If you want to sort the models by their average score across all metrics, you can calculate the average for each model and then sort them accordingly. This way, you can see which models perform best overall, rather than just on individual metrics.

In [35]:
from typing import Any
from rich.box import HEAVY
from rich.text import Text
from rich.table import Table
from rich.console import Console


console = Console()
table = Table(show_header=True, header_style="bold bright_magenta", box=HEAVY)
table.add_column("#", style="dim")
table.add_column("Model", style="yellow")

for metric in report.metrics:
    table.add_column(metric, justify="left", width=max_widths[metric])

table.add_column("Average", justify="right", style="bold cyan")

model_averages = {}
for model_name in report.model_names:
    avg_score = np.mean(
        [report.results[model_name][metric] for metric in report.metrics]
    )
    model_averages[model_name] = avg_score

sorted_models = sorted(model_averages.items(), key=lambda x: x[1], reverse=True)
best_model_name = sorted_models[0][0]

for model_name, avg_score in sorted_models:
    model_name_cell_value = model_name
    if model_name == best_model_name:
        model_name_cell_value = f"[bold bright_green]{model_name}[/bold bright_green]"
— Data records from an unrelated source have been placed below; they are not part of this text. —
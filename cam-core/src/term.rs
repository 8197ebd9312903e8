use std::fmt::{Display, Formatter};
use std::rc::Rc;

use num_bigint::BigInt;

use crate::code::CodeSeq;

// Terms are immutable once built, so sub-terms are shared
// rather than copied whenever they land in the register or the stack.
pub type TermRef = Rc<Term>;

#[derive(Clone, PartialEq, Eq, Debug)]
pub enum Term {
    Unit,
    Pair(TermRef, TermRef),
    Quote(BigInt),
    // a closure: body and captured value
    App(CodeSeq, TermRef),
    // a recursive closure, its environment is (captured, itself)
    Rec(CodeSeq, TermRef),
}

impl Term {
    pub fn unit() -> TermRef {
        Rc::new(Term::Unit)
    }

    pub fn pair(first: TermRef, second: TermRef) -> TermRef {
        Rc::new(Term::Pair(first, second))
    }

    pub fn quote<N: Into<BigInt>>(value: N) -> TermRef {
        Rc::new(Term::Quote(value.into()))
    }

    pub fn app(body: CodeSeq, captured: TermRef) -> TermRef {
        Rc::new(Term::App(body, captured))
    }

    pub fn rec(body: CodeSeq, captured: TermRef) -> TermRef {
        Rc::new(Term::Rec(body, captured))
    }

    pub fn as_quote(&self) -> Option<&BigInt> {
        match self {
            Term::Quote(n) => Some(n),
            _ => None,
        }
    }

    /// Opens a closure, returning its body and the value the body
    /// starts from.
    ///
    /// For `App` that is the captured value. For `Rec` a fresh
    /// `(captured, this)` pair is built on every call, where `this`
    /// is a handle to the very same `Rec`, so recursion can be unfolded
    /// any number of times without a cycle ever being stored.
    /// Any other term is not a closure and yields `None`.
    pub fn enter(this: &TermRef) -> Option<(CodeSeq, TermRef)> {
        match &**this {
            Term::App(body, captured) => Some((body.clone(), captured.clone())),
            Term::Rec(body, captured) =>
                Some((body.clone(), Term::pair(captured.clone(), this.clone()))),
            _ => None,
        }
    }
}

impl Term {
    // Moves the uniquely owned nested children out, leaving `()` behind
    fn detach_children(&mut self, queue: &mut Vec<TermRef>) {
        match self {
            Term::Pair(first, second) => {
                detach(first, queue);
                detach(second, queue);
            },
            Term::App(_, captured) | Term::Rec(_, captured) => detach(captured, queue),
            Term::Unit | Term::Quote(_) => {},
        }
    }
}

fn detach(slot: &mut TermRef, queue: &mut Vec<TermRef>) {
    let nested = matches!(**slot, Term::Pair(..) | Term::App(..) | Term::Rec(..));
    if nested && Rc::strong_count(slot) == 1 {
        queue.push(std::mem::replace(slot, Term::unit()));
    }
}

// Dropping a long chain of pairs recursively would overflow the stack,
// so uniquely owned children are released from a worklist instead.
impl Drop for Term {
    fn drop(&mut self) {
        let mut queue = Vec::new();
        self.detach_children(&mut queue);
        while let Some(child) = queue.pop() {
            if let Ok(mut term) = Rc::try_unwrap(child) {
                term.detach_children(&mut queue);
            }
        }
    }
}

enum Piece<'a> {
    Term(&'a Term),
    Text(&'static str),
}

impl Display for Term {
    // Walks an explicit stack, terms can nest far deeper than the call stack
    fn fmt(&self, f: &mut Formatter) -> std::fmt::Result {
        let mut todo = vec![Piece::Term(self)];
        while let Some(piece) = todo.pop() {
            let term = match piece {
                Piece::Text(text) => {
                    f.write_str(text)?;
                    continue;
                },
                Piece::Term(term) => term,
            };
            match term {
                Term::Unit => f.write_str("()")?,
                Term::Quote(n) => write!(f, "{n}")?,
                Term::Pair(first, second) => {
                    f.write_str("(")?;
                    todo.push(Piece::Text(")"));
                    todo.push(Piece::Term(&**second));
                    todo.push(Piece::Text(", "));
                    todo.push(Piece::Term(&**first));
                },
                Term::App(body, captured) => {
                    write!(f, "{body}: ")?;
                    todo.push(Piece::Term(&**captured));
                },
                Term::Rec(body, captured) => {
                    write!(f, "{body}: (")?;
                    todo.push(Piece::Text(", rec)"));
                    todo.push(Piece::Term(&**captured));
                },
            }
        }
        Ok(())
    }
}

#[cfg(test)]
mod tests {
    use super::*;
    use crate::code::{Code, Opcode};

    #[test]
    fn render() {
        let body = CodeSeq::new(vec![Code::Op(Opcode::Fst)]);
        let t = Term::pair(Term::unit(), Term::quote(3));
        assert_eq!(t.to_string(), "((), 3)");
        assert_eq!(Term::app(body.clone(), t.clone()).to_string(), "F: ((), 3)");
        assert_eq!(Term::rec(body, Term::unit()).to_string(), "F: ((), rec)");
    }

    #[test]
    fn enter_rec_refers_to_itself() {
        let body = CodeSeq::new(vec![Code::Op(Opcode::Snd)]);
        let rec = Term::rec(body.clone(), Term::quote(7));
        for _ in 0..3 {
            let (b, env) = Term::enter(&rec).unwrap();
            assert_eq!(b, body);
            match &*env {
                Term::Pair(captured, this) => {
                    assert_eq!(**captured, Term::Quote(7.into()));
                    assert!(Rc::ptr_eq(this, &rec));
                },
                other => panic!("expected a pair, got {other}"),
            }
        }
        assert!(Term::enter(&Term::quote(1)).is_none());
    }

    #[test]
    fn deep_pairs_render_and_drop() {
        let mut left = Term::quote(0);
        let mut right = Term::unit();
        for _ in 0..100_000 {
            left = Term::pair(left, Term::quote(1));
            right = Term::pair(Term::quote(1), right);
        }
        let text = left.to_string();
        assert_eq!(text.len(), 500_001);
        assert!(text.starts_with("(((") && text.ends_with(", 1), 1)"));
        assert!(right.to_string().ends_with("(1, ()))"));

        // a shared tail outlives the chain that pointed to it
        let shared = match &*right {
            Term::Pair(_, rest) => rest.clone(),
            _ => unreachable!(),
        };
        drop(right);
        drop(left);
        assert!(shared.to_string().starts_with("(1, (1, "));
    }
}
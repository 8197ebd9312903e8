use std::fmt::{Display, Formatter};
use std::ops::Deref;
use std::rc::Rc;

// One character per opcode, see `Opcode::symbol`
#[derive(Clone, Copy, Hash, PartialEq, Eq, Debug)]
pub enum Opcode {
    Fst,
    Snd,
    Push,
    Swap,
    Cons,
    Eval,
    Add,
    Sub,
    Mul,
    Eq,
    // make-closure
    Cur,
    // quote-literal
    Quote,
    // make-rec-closure
    Rec,
    Branch,
}

/// How an opcode consumes its arguments from the program text.
#[derive(Clone, Copy, PartialEq, Eq, Debug)]
pub enum Arity {
    /// A bare character.
    Simple,
    /// `op(CODE)`
    Unary,
    /// `op(CODE)(CODE)`
    Binary,
    /// `op(TEXT)`, the text is kept verbatim.
    Literal,
}

impl Opcode {
    pub fn from_symbol(c: char) -> Option<Opcode> {
        use Opcode::*;
        let op = match c {
            'F' => Fst,
            'S' => Snd,
            '<' => Push,
            ',' => Swap,
            '>' => Cons,
            'e' => Eval,
            '+' => Add,
            '-' => Sub,
            '*' => Mul,
            '=' => Eq,
            '\\' => Cur,
            '\'' => Quote,
            'Y' => Rec,
            'b' => Branch,
            _ => return None,
        };
        Some(op)
    }

    pub fn symbol(&self) -> char {
        use Opcode::*;
        match self {
            Fst => 'F',
            Snd => 'S',
            Push => '<',
            Swap => ',',
            Cons => '>',
            Eval => 'e',
            Add => '+',
            Sub => '-',
            Mul => '*',
            Eq => '=',
            Cur => '\\',
            Quote => '\'',
            Rec => 'Y',
            Branch => 'b',
        }
    }

    pub fn arity(&self) -> Arity {
        use Opcode::*;
        match self {
            Fst | Snd | Push | Swap | Cons | Eval | Add | Sub | Mul | Eq => Arity::Simple,
            Cur | Rec => Arity::Unary,
            Branch => Arity::Binary,
            Quote => Arity::Literal,
        }
    }
}

impl Display for Opcode {
    fn fmt(&self, f: &mut Formatter) -> std::fmt::Result {
        write!(f, "{}", self.symbol())
    }
}

/// A single parsed instruction.
#[derive(Clone, Hash, PartialEq, Eq, Debug)]
pub enum Code {
    Op(Opcode),
    // closures carry their body, branches carry (then, else)
    OpWithArgs(Opcode, Vec<CodeSeq>),
    QuoteLiteral(String),
}

impl Code {
    pub fn opcode(&self) -> Opcode {
        match self {
            Code::Op(op) => *op,
            Code::OpWithArgs(op, _) => *op,
            Code::QuoteLiteral(_) => Opcode::Quote,
        }
    }

    /// The nested sequences of an `OpWithArgs` node, or none.
    pub fn args(&self) -> &[CodeSeq] {
        match self {
            Code::OpWithArgs(_, args) => args,
            _ => &[],
        }
    }
}

// Renders in source syntax (`b(X)(Y)`, `'(n)`) so the output parses back.
impl Display for Code {
    fn fmt(&self, f: &mut Formatter) -> std::fmt::Result {
        match self {
            Code::Op(op) => write!(f, "{op}"),
            Code::OpWithArgs(op, args) => {
                write!(f, "{op}")?;
                for arg in args {
                    write!(f, "({arg})")?;
                }
                Ok(())
            },
            Code::QuoteLiteral(text) => write!(f, "{}({text})", Opcode::Quote),
        }
    }
}

/// An immutable, cheaply cloned sequence of instructions.
///
/// Closure bodies and branch arms are shared between the parsed
/// program, the terms that capture them and the pending queue.
#[derive(Clone, Hash, PartialEq, Eq, Debug)]
pub struct CodeSeq(Rc<[Code]>);

impl CodeSeq {
    pub fn new(code: Vec<Code>) -> Self {
        CodeSeq(code.into())
    }

    pub fn empty() -> Self {
        CodeSeq::new(Vec::new())
    }
}

impl Deref for CodeSeq {
    type Target = [Code];

    fn deref(&self) -> &[Code] {
        &self.0
    }
}

impl FromIterator<Code> for CodeSeq {
    fn from_iter<I: IntoIterator<Item = Code>>(iter: I) -> Self {
        CodeSeq(iter.into_iter().collect())
    }
}

impl Display for CodeSeq {
    fn fmt(&self, f: &mut Formatter) -> std::fmt::Result {
        for code in self.iter() {
            write!(f, "{code}")?;
        }
        Ok(())
    }
}

#[cfg(test)]
mod tests {
    use super::*;

    #[test]
    fn symbols_are_bijective() {
        for c in "FS<,>e+-*=\\'Yb".chars() {
            let op = Opcode::from_symbol(c).unwrap();
            assert_eq!(op.symbol(), c);
        }
        assert_eq!(Opcode::from_symbol('Z'), None);
        assert_eq!(Opcode::from_symbol('('), None);
    }

    #[test]
    fn render_nested() {
        let body = CodeSeq::new(vec![Code::Op(Opcode::Snd)]);
        let code = CodeSeq::new(vec![
            Code::OpWithArgs(Opcode::Branch, vec![body.clone(), CodeSeq::empty()]),
            Code::OpWithArgs(Opcode::Cur, vec![body]),
            Code::QuoteLiteral("12".to_string()),
        ]);
        assert_eq!(code.to_string(), "b(S)()\\(S)'(12)");
    }
}
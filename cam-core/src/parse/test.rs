use super::parse;
use crate::code::{Code, CodeSeq, Opcode};
use crate::ErrorKind;

use proptest::prelude::*;
use test_log::test;

fn seq(code: Vec<Code>) -> CodeSeq {
    CodeSeq::new(code)
}

#[test]
fn test_parse_simple() {
    let code = parse("FS<,>e+-*=").unwrap();
    let ops: Vec<Opcode> = code.iter().map(Code::opcode).collect();
    use Opcode::*;
    assert_eq!(ops, vec![Fst, Snd, Push, Swap, Cons, Eval, Add, Sub, Mul, Eq]);
    assert!(code.iter().all(|c| matches!(c, Code::Op(_))));
}

#[test]
fn test_parse_empty() {
    assert!(parse("").unwrap().is_empty());
}

#[test]
fn test_parse_quote_is_verbatim() {
    let code = parse("'(123)'(x(y))").unwrap();
    assert_eq!(&*code, &[
        Code::QuoteLiteral("123".to_string()),
        Code::QuoteLiteral("x(y)".to_string()),
    ]);
}

#[test]
fn test_parse_closures() {
    let code = parse("\\(F)Y(<S>)").unwrap();
    assert_eq!(&*code, &[
        Code::OpWithArgs(Opcode::Cur, vec![seq(vec![Code::Op(Opcode::Fst)])]),
        Code::OpWithArgs(Opcode::Rec, vec![seq(vec![
            Code::Op(Opcode::Push), Code::Op(Opcode::Snd), Code::Op(Opcode::Cons),
        ])]),
    ]);
}

#[test]
fn test_parse_branch() {
    let code = parse("b('(1))(F)").unwrap();
    assert_eq!(&*code, &[
        Code::OpWithArgs(Opcode::Branch, vec![
            seq(vec![Code::QuoteLiteral("1".to_string())]),
            seq(vec![Code::Op(Opcode::Fst)]),
        ]),
    ]);
}

#[test]
fn test_parse_deep_nesting() {
    let text = "\\(Y(b(\\(F'(1))e)(S))e)<'(2)>";
    let code = parse(text).unwrap();
    assert_eq!(code.len(), 4);
    let cur = &code[0];
    let rec = &cur.args()[0][0];
    let branch = &rec.args()[0][0];
    assert_eq!(branch.opcode(), Opcode::Branch);
    assert_eq!(branch.args()[0].to_string(), "\\(F'(1))e");
    assert_eq!(code.to_string(), text);
}

#[test]
fn test_parse_unknown_opcode() {
    let err = parse("FZS").unwrap_err();
    assert_eq!(err.kind(), ErrorKind::InvalidCode);
    assert_eq!(err.to_string(), "Invalid code: ZS");
    assert_eq!(parse("F S").unwrap_err().kind(), ErrorKind::InvalidCode);
    assert_eq!(parse(")").unwrap_err().kind(), ErrorKind::InvalidCode);
}

#[test]
fn test_parse_unknown_opcode_nested() {
    let err = parse("\\(FZ)").unwrap_err();
    assert_eq!(err.to_string(), "Invalid code: Z");
}

#[test]
fn test_parse_unbalanced() {
    for text in ["\\(F", "\\", "Y", "'", "'(", "'(12", "b(F)", "b(F)S", "b(F", "\\F)", "\\((F)"] {
        let err = parse(text).unwrap_err();
        assert_eq!(err.kind(), ErrorKind::InvalidCode, "{text}");
    }
    assert_eq!(parse("<\\(F").unwrap_err().to_string(), "Invalid code: \\(F");
}

#[test]
fn test_parse_non_ascii() {
    assert_eq!(parse("Fé").unwrap_err().to_string(), "Invalid code: é");
    assert_eq!(parse("'(é)").unwrap().to_string(), "'(é)");
}

fn program() -> impl Strategy<Value = String> {
    let leaf = prop_oneof![
        prop::sample::select(vec!["F", "S", "<", ",", ">", "e", "+", "-", "*", "="])
            .prop_map(String::from),
        any::<u64>().prop_map(|n| format!("'({n})")),
    ];
    let instr = leaf.prop_recursive(4, 64, 4, |inner| {
        let body = prop::collection::vec(inner, 0..4).prop_map(|v| v.concat());
        prop_oneof![
            body.clone().prop_map(|b| format!("\\({b})")),
            body.clone().prop_map(|b| format!("Y({b})")),
            (body.clone(), body).prop_map(|(t, e)| format!("b({t})({e})")),
        ]
    });
    prop::collection::vec(instr, 0..8).prop_map(|v| v.concat())
}

proptest! {
    #[test]
    fn parse_render_roundtrip(text in program()) {
        let code = parse(&text).unwrap();
        prop_assert_eq!(code.to_string(), text);
    }

    #[test]
    fn truncated_never_panics(text in program(), cut in any::<prop::sample::Index>()) {
        if !text.is_empty() {
            let prefix = &text[..cut.index(text.len())];
            // either a valid program or an InvalidCode error
            if let Err(e) = parse(prefix) {
                prop_assert_eq!(e.kind(), ErrorKind::InvalidCode);
            }
        }
    }
}
pub mod error;
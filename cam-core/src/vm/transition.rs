use num_bigint::BigInt;
use num_traits::Zero;

use crate::code::{Code, CodeSeq, Opcode};
use crate::term::Term;
use crate::{Error, Result};

use super::state::State;

/// Applies one instruction to the state.
///
/// The instruction is always the head of `state.pending`. On success it has
/// been consumed; on failure the state is left exactly as it was.
pub type Transition = fn(&mut State) -> Result<()>;

const EMPTY_STACK: &str = "Empty stack";

pub fn transition(op: Opcode) -> Transition {
    use Opcode::*;
    match op {
        Fst => fst,
        Snd => snd,
        Push => push,
        Swap => swap,
        Cons => cons,
        Eval => eval,
        Cur => cur,
        Quote => quote,
        Rec => rec,
        Branch => branch,
        Add => add,
        Sub => sub,
        Mul => mul,
        Eq => eq,
    }
}

fn fst(state: &mut State) -> Result<()> {
    let first = match &*state.register {
        Term::Pair(first, _) => first.clone(),
        _ => return Err(Error::invalid_term(&state.register, "(s, t)")),
    };
    state.register = first;
    state.pending.advance();
    Ok(())
}

fn snd(state: &mut State) -> Result<()> {
    let second = match &*state.register {
        Term::Pair(_, second) => second.clone(),
        _ => return Err(Error::invalid_term(&state.register, "(s, t)")),
    };
    state.register = second;
    state.pending.advance();
    Ok(())
}

fn push(state: &mut State) -> Result<()> {
    state.stack.push_front(state.register.clone());
    state.pending.advance();
    Ok(())
}

fn swap(state: &mut State) -> Result<()> {
    let top = state.stack.pop_front().ok_or_else(|| Error::invalid_stack(EMPTY_STACK))?;
    let old = std::mem::replace(&mut state.register, top);
    state.stack.push_front(old);
    state.pending.advance();
    Ok(())
}

fn cons(state: &mut State) -> Result<()> {
    let top = state.stack.pop_front().ok_or_else(|| Error::invalid_stack(EMPTY_STACK))?;
    state.register = Term::pair(top, state.register.clone());
    state.pending.advance();
    Ok(())
}

fn eval(state: &mut State) -> Result<()> {
    let (body, env) = match &*state.register {
        Term::Pair(closure, arg) => match Term::enter(closure) {
            Some((body, captured)) => (body, Term::pair(captured, arg.clone())),
            None => return Err(Error::invalid_term(&state.register, "(C: s, t)")),
        },
        _ => return Err(Error::invalid_term(&state.register, "(C: s, t)")),
    };
    state.register = env;
    state.pending.advance();
    state.pending.splice(body);
    Ok(())
}

// The single body of a closure-building instruction
fn closure_body(head: Option<&Code>) -> Result<CodeSeq> {
    match head {
        Some(Code::OpWithArgs(_, args)) if args.len() == 1 => Ok(args[0].clone()),
        Some(code) => Err(Error::invalid_code(code.to_string())),
        None => Err(Error::invalid_code("")),
    }
}

fn cur(state: &mut State) -> Result<()> {
    let body = closure_body(state.pending.head())?;
    state.register = Term::app(body, state.register.clone());
    state.pending.advance();
    Ok(())
}

fn rec(state: &mut State) -> Result<()> {
    let body = closure_body(state.pending.head())?;
    state.register = Term::rec(body, state.register.clone());
    state.pending.advance();
    Ok(())
}

// An optional '-' followed by ASCII digits, nothing else
fn literal(text: &str) -> Option<BigInt> {
    let digits = text.strip_prefix('-').unwrap_or(text);
    if digits.is_empty() || !digits.bytes().all(|b| b.is_ascii_digit()) {
        return None;
    }
    BigInt::parse_bytes(text.as_bytes(), 10)
}

fn quote(state: &mut State) -> Result<()> {
    let head = state.pending.head();
    let value = match head {
        Some(Code::QuoteLiteral(text)) => literal(text),
        _ => None,
    };
    let value = value.ok_or_else(||
        Error::invalid_code(head.map(Code::to_string).unwrap_or_default()))?;
    state.register = Term::quote(value);
    state.pending.advance();
    Ok(())
}

fn branch(state: &mut State) -> Result<()> {
    let taken = match state.register.as_quote() {
        Some(n) => !n.is_zero(),
        None => return Err(Error::invalid_term(&state.register, "numeric constant")),
    };
    let arm = match state.pending.head() {
        Some(Code::OpWithArgs(_, args)) if args.len() == 2 =>
            if taken { args[0].clone() } else { args[1].clone() },
        Some(code) => return Err(Error::invalid_code(code.to_string())),
        None => return Err(Error::invalid_code("")),
    };
    state.register = state.stack.pop_front().ok_or_else(|| Error::invalid_stack(EMPTY_STACK))?;
    state.pending.advance();
    state.pending.splice(arm);
    Ok(())
}

fn arith(state: &mut State, op: fn(&BigInt, &BigInt) -> BigInt) -> Result<()> {
    let value = match &*state.register {
        Term::Pair(a, b) => match (&**a, &**b) {
            (Term::Quote(a), Term::Quote(b)) => op(a, b),
            _ => return Err(Error::invalid_term(&state.register,
                    "(s, t) where s and t are numeric constants")),
        },
        _ => return Err(Error::invalid_term(&state.register, "(s, t)")),
    };
    state.register = Term::quote(value);
    state.pending.advance();
    Ok(())
}

fn add(state: &mut State) -> Result<()> {
    arith(state, |a, b| a + b)
}

fn sub(state: &mut State) -> Result<()> {
    arith(state, |a, b| a - b)
}

fn mul(state: &mut State) -> Result<()> {
    arith(state, |a, b| a * b)
}

// 1 if equal, 0 otherwise
fn eq(state: &mut State) -> Result<()> {
    arith(state, |a, b| BigInt::from((a == b) as u8))
}
use std::process::ExitCode;

use clap::Parser;

use cam_core::execute;
use cam_core::vm::{History, Silent};

/// Runs a program on the categorical abstract machine.
#[derive(Parser, Debug)]
#[command(name = "cam", version)]
struct Args {
    /// Print every machine state as a table, and the final term
    #[arg(short, long)]
    verbose: bool,

    /// Print the final term
    #[arg(short = 'r', long = "result")]
    print_result: bool,

    /// Exit with a non-zero status if the program aborts
    #[arg(long)]
    strict: bool,

    /// The instruction string, e.g. "'(2)<'(3)>+"
    #[arg(allow_hyphen_values = true)]
    code: String,
}

fn main() -> ExitCode {
    env_logger::Builder::from_env(
        env_logger::Env::default().default_filter_or("warn")
    ).init();

    let args = Args::parse();
    log::debug!("{:?}", args);

    let mut history = History::new();
    let run = if args.verbose {
        execute(&args.code, &mut history)
    } else {
        execute(&args.code, Silent)
    };

    if let Some(e) = &run.error {
        eprintln!("{}", e);
    }
    if args.verbose {
        print!("{}", history);
    }
    println!("time: {:.6}", run.elapsed.as_secs_f64());
    if args.verbose || args.print_result {
        println!("term: {}", run.result);
    }

    if args.strict && !run.is_ok() {
        ExitCode::FAILURE
    } else {
        ExitCode::SUCCESS
    }
}
//! Consultant assignments and their audit trail.

use chrono::{DateTime, NaiveDate, Utc};
use serde::{Deserialize, Serialize};
use uuid::Uuid;

/// The consultant currently responsible for a payroll date.
#[derive(Debug, Clone, PartialEq, Eq, Serialize, Deserialize)]
pub struct PayrollAssignment {
    /// Identity of the assignment.
    pub id: Uuid,
    /// The payroll date; at most one assignment per date.
    pub payroll_date_id: Uuid,
    /// The responsible consultant.
    pub consultant_id: Uuid,
    /// The consultant first assigned to this date, when it has changed since.
    pub original_consultant_id: Option<Uuid>,
    /// Whether the consultant is covering as a backup.
    pub is_backup: bool,
    /// The actor who made the assignment.
    pub assigned_by: Uuid,
    /// When the assignment was made.
    pub assigned_at: DateTime<Utc>,
}

/// An append-only record of one assignment change.
#[derive(Debug, Clone, PartialEq, Eq, Serialize, Deserialize)]
pub struct PayrollAssignmentAudit {
    /// Identity of the audit row.
    pub id: Uuid,
    /// The payroll date whose assignment changed.
    pub payroll_date_id: Uuid,
    /// The assignment after the change.
    pub assignment_id: Uuid,
    /// The previous consultant; `None` for the first assignment.
    pub from_consultant_id: Option<Uuid>,
    /// The new consultant.
    pub to_consultant_id: Uuid,
    /// The actor who made the change.
    pub changed_by: Uuid,
    /// Why the change was made.
    pub change_reason: String,
    /// When the change was made.
    pub created_at: DateTime<Utc>,
}

/// One requested reassignment in a bulk commit.
#[derive(Debug, Clone, PartialEq, Eq, Serialize, Deserialize)]
pub struct AssignmentChange {
    /// Any version of the payroll family.
    pub payroll_id: Uuid,
    /// The adjusted or original EFT date of the payroll date.
    pub date: NaiveDate,
    /// The consultant the caller believes is assigned.
    pub from_consultant_id: Option<Uuid>,
    /// The consultant to assign.
    pub to_consultant_id: Uuid,
}
//! Application state for the payroll engine API.
//!
//! This module defines the shared application state that is available
//! to all request handlers.

use std::sync::Arc;
use std::time::Duration;

use crate::config::{ConfigLoader, EngineSettings};
use crate::engine::PayrollEngine;

/// Shared application state.
///
/// Holds the engine, which owns the store and the loaded reference data.
#[derive(Clone)]
pub struct AppState {
    engine: Arc<PayrollEngine>,
}

impl AppState {
    /// Builds the engine from a loaded configuration.
    ///
    /// Planning work is bounded by the configured request timeout.
    pub fn new(config: ConfigLoader) -> Self {
        let timeout = Duration::from_millis(config.settings().server.request_timeout_ms);
        let engine = PayrollEngine::from_config(config.config()).with_planning_timeout(timeout);
        Self::with_engine(engine)
    }

    /// Wraps an already constructed engine.
    pub fn with_engine(engine: PayrollEngine) -> Self {
        Self {
            engine: Arc::new(engine),
        }
    }

    /// Returns the engine.
    pub fn engine(&self) -> &PayrollEngine {
        &self.engine
    }

    /// Returns a shared handle to the engine for blocking work.
    pub fn engine_handle(&self) -> Arc<PayrollEngine> {
        Arc::clone(&self.engine)
    }

    /// Returns the engine settings.
    pub fn settings(&self) -> &EngineSettings {
        self.engine.settings()
    }
}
    row_data: list[Any] = [
        f"[dim]{model_to_letter[model_name]}[/dim]",
        model_name_cell_value,
    ]

    for metric in report.metrics:
        cell_text = Text()
        score = report.results[model_name][metric]
        score_part, superscript_part = cell_data[model_name][metric]

        if score == max_scores[metric]:
            cell_text.append(score_part, style="bold bright_green")
        elif score == min_scores[metric]:
            cell_text.append(score_part, style="bold bright_red")
        else:
            cell_text.append(score_part)

        if superscript_part:
            cell_text.append(" ")
            cell_text.append(superscript_part, style="bold bright_cyan")

        row_data.append(cell_text)

    row_data.append(f"{avg_score:.4f}")
    table.add_row(*row_data)

console.print(table)

### Win Tie Loss table

The `win_tie_loss` dictionary shows how many times a model won, tied, or lost against other models based on the statistical significance of their scores.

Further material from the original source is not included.